#### [Exercise]
Start the output with the opening line of the listing below and continue, reproducing each line exactly, up to and including the line that contains "use serde_json::Value;".

#### [Data provided]
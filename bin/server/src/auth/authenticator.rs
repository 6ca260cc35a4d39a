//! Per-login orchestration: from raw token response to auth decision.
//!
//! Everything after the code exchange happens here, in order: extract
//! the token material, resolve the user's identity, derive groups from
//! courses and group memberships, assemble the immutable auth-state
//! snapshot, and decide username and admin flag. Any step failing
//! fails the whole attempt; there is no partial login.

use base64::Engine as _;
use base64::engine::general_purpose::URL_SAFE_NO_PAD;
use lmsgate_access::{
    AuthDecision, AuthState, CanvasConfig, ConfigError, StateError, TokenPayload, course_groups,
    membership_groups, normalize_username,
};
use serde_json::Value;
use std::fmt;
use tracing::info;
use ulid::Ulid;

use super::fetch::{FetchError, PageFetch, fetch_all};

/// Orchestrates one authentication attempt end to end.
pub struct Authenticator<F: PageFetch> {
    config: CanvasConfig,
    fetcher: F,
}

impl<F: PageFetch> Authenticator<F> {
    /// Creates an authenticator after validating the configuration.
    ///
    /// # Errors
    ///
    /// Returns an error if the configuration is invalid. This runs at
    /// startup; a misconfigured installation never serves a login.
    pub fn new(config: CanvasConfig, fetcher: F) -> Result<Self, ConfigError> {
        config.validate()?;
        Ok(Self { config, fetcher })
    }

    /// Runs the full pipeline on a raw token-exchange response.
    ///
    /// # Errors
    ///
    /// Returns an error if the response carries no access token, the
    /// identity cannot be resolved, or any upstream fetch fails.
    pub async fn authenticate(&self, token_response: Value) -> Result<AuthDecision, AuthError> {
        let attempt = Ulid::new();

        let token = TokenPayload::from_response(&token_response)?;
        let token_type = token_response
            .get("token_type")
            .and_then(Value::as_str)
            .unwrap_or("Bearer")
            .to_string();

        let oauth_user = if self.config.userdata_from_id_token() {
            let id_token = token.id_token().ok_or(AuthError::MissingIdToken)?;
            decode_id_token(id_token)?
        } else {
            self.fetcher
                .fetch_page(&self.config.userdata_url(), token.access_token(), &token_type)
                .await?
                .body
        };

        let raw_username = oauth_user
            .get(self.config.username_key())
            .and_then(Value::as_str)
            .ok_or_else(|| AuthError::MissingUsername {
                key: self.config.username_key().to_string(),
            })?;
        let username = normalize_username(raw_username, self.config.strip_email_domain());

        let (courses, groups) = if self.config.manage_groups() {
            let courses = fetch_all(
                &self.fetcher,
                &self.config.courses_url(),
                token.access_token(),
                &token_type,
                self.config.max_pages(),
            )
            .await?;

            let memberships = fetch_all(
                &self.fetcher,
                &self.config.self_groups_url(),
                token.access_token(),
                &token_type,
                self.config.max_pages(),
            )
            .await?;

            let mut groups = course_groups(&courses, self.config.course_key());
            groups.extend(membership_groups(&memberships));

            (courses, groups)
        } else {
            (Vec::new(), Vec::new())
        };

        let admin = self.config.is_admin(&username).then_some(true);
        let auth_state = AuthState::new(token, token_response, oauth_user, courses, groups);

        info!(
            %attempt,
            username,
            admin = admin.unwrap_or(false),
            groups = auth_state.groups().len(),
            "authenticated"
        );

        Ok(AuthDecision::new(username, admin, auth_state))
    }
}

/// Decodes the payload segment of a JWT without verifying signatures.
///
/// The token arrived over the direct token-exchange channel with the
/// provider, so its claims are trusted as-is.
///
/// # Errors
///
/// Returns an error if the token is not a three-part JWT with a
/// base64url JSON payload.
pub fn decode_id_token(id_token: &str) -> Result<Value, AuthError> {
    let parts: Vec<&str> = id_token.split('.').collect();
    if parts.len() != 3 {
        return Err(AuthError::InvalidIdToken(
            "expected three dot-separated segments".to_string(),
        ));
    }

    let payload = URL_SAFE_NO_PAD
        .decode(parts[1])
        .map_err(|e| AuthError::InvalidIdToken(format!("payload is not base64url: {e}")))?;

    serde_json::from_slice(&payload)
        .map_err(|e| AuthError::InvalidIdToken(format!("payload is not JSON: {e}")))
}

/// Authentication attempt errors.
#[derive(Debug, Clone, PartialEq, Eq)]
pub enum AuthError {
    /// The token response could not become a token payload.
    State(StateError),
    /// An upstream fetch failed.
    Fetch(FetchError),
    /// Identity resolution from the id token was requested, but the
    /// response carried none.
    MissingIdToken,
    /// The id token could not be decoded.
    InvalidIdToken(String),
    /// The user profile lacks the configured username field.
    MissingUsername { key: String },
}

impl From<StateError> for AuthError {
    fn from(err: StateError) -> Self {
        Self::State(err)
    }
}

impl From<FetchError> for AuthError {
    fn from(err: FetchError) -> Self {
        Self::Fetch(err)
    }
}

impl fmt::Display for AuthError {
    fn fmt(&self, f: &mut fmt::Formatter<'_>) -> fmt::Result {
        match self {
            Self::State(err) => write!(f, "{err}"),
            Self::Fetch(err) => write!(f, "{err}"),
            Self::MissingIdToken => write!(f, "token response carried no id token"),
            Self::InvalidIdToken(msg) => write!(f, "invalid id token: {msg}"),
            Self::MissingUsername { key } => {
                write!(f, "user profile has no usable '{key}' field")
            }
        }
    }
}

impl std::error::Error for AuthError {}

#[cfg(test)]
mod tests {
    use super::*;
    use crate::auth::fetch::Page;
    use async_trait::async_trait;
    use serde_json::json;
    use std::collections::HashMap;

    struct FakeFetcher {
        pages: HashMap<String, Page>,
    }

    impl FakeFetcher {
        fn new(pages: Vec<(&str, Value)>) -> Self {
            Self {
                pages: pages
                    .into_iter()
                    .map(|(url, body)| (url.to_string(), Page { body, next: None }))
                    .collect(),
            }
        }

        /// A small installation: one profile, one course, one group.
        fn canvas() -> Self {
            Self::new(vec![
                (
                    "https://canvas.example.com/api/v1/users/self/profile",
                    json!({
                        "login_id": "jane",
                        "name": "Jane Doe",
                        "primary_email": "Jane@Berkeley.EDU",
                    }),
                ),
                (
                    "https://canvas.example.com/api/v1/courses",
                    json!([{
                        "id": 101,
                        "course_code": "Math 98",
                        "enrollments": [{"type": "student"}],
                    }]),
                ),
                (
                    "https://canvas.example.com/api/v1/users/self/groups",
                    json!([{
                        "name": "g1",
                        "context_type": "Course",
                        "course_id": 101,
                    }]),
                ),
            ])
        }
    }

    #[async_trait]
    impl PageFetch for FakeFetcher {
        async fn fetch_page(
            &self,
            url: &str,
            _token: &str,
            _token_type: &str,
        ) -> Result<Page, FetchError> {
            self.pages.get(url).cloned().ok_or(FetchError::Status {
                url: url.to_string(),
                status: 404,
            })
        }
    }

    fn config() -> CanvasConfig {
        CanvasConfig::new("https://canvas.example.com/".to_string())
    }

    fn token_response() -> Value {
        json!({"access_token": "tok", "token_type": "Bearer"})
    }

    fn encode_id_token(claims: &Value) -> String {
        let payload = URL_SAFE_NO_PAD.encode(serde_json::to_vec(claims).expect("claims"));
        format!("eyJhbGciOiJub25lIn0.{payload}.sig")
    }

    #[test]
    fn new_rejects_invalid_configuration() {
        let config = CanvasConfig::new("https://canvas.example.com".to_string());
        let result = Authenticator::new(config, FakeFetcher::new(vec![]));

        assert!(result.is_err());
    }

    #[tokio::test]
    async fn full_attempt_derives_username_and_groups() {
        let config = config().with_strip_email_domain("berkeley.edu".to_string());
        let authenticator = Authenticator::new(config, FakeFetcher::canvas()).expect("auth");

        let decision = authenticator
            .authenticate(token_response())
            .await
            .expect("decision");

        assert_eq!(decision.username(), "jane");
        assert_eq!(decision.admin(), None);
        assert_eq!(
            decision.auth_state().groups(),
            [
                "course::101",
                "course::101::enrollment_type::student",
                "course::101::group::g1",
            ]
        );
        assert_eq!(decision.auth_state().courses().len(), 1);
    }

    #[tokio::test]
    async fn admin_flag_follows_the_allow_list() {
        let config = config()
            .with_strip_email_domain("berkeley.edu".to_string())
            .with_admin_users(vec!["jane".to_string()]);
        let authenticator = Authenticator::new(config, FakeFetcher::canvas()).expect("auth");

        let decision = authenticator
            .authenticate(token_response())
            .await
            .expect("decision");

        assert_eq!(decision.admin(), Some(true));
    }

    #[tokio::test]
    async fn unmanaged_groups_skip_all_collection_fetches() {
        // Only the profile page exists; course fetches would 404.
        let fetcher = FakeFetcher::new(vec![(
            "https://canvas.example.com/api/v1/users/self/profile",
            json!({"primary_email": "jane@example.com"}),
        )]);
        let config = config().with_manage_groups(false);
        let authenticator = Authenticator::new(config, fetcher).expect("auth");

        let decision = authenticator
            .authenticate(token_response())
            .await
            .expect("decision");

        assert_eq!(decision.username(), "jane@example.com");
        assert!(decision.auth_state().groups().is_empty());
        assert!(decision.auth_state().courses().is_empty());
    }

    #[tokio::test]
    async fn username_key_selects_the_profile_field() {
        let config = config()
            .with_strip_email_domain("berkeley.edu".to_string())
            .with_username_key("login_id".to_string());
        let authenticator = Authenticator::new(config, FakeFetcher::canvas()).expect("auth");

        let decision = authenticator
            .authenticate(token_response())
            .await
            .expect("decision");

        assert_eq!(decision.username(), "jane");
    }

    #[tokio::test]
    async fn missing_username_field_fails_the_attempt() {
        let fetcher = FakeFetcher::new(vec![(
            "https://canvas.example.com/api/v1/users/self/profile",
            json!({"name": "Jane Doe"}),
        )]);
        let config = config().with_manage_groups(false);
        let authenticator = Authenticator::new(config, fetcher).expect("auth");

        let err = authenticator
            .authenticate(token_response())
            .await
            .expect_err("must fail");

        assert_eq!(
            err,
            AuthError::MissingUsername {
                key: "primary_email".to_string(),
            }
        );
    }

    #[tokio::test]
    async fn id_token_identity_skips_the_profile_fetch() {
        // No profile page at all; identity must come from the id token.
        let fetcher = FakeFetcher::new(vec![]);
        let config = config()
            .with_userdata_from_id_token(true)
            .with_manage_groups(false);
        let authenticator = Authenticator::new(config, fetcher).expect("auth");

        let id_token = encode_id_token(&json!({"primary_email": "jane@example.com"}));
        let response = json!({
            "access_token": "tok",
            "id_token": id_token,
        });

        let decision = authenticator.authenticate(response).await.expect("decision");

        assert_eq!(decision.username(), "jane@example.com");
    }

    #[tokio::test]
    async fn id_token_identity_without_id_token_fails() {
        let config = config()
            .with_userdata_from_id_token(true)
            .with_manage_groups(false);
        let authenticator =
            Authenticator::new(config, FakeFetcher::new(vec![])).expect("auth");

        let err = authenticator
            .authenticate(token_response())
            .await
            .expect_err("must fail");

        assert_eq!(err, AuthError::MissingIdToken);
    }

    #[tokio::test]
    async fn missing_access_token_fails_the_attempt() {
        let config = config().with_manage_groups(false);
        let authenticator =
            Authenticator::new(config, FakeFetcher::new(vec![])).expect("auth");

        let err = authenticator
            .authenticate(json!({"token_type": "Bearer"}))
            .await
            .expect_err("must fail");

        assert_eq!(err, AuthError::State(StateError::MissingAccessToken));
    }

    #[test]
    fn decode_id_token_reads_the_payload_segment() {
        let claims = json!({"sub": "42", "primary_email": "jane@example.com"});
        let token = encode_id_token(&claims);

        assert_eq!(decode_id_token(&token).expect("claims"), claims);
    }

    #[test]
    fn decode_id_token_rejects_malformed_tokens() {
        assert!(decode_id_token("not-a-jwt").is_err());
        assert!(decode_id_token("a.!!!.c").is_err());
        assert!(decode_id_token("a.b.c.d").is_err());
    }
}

#### [Solution to this task]
filename bin/server/src/auth/authenticator.rs
repository 6ca260cc35a4d39a
//! Per-login orchestration: from raw token response to auth decision.
//!
//! Everything after the code exchange happens here, in order: extract
//! the token material, resolve the user's identity, derive groups from
//! courses and group memberships, assemble the immutable auth-state
//! snapshot, and decide username and admin flag. Any step failing
//! fails the whole attempt; there is no partial login.

use base64::Engine as _;
use base64::engine::general_purpose::URL_SAFE_NO_PAD;
use lmsgate_access::{
    AuthDecision, AuthState, CanvasConfig, ConfigError, StateError, TokenPayload, course_groups,
    membership_groups, normalize_username,
};
use serde_json::Value;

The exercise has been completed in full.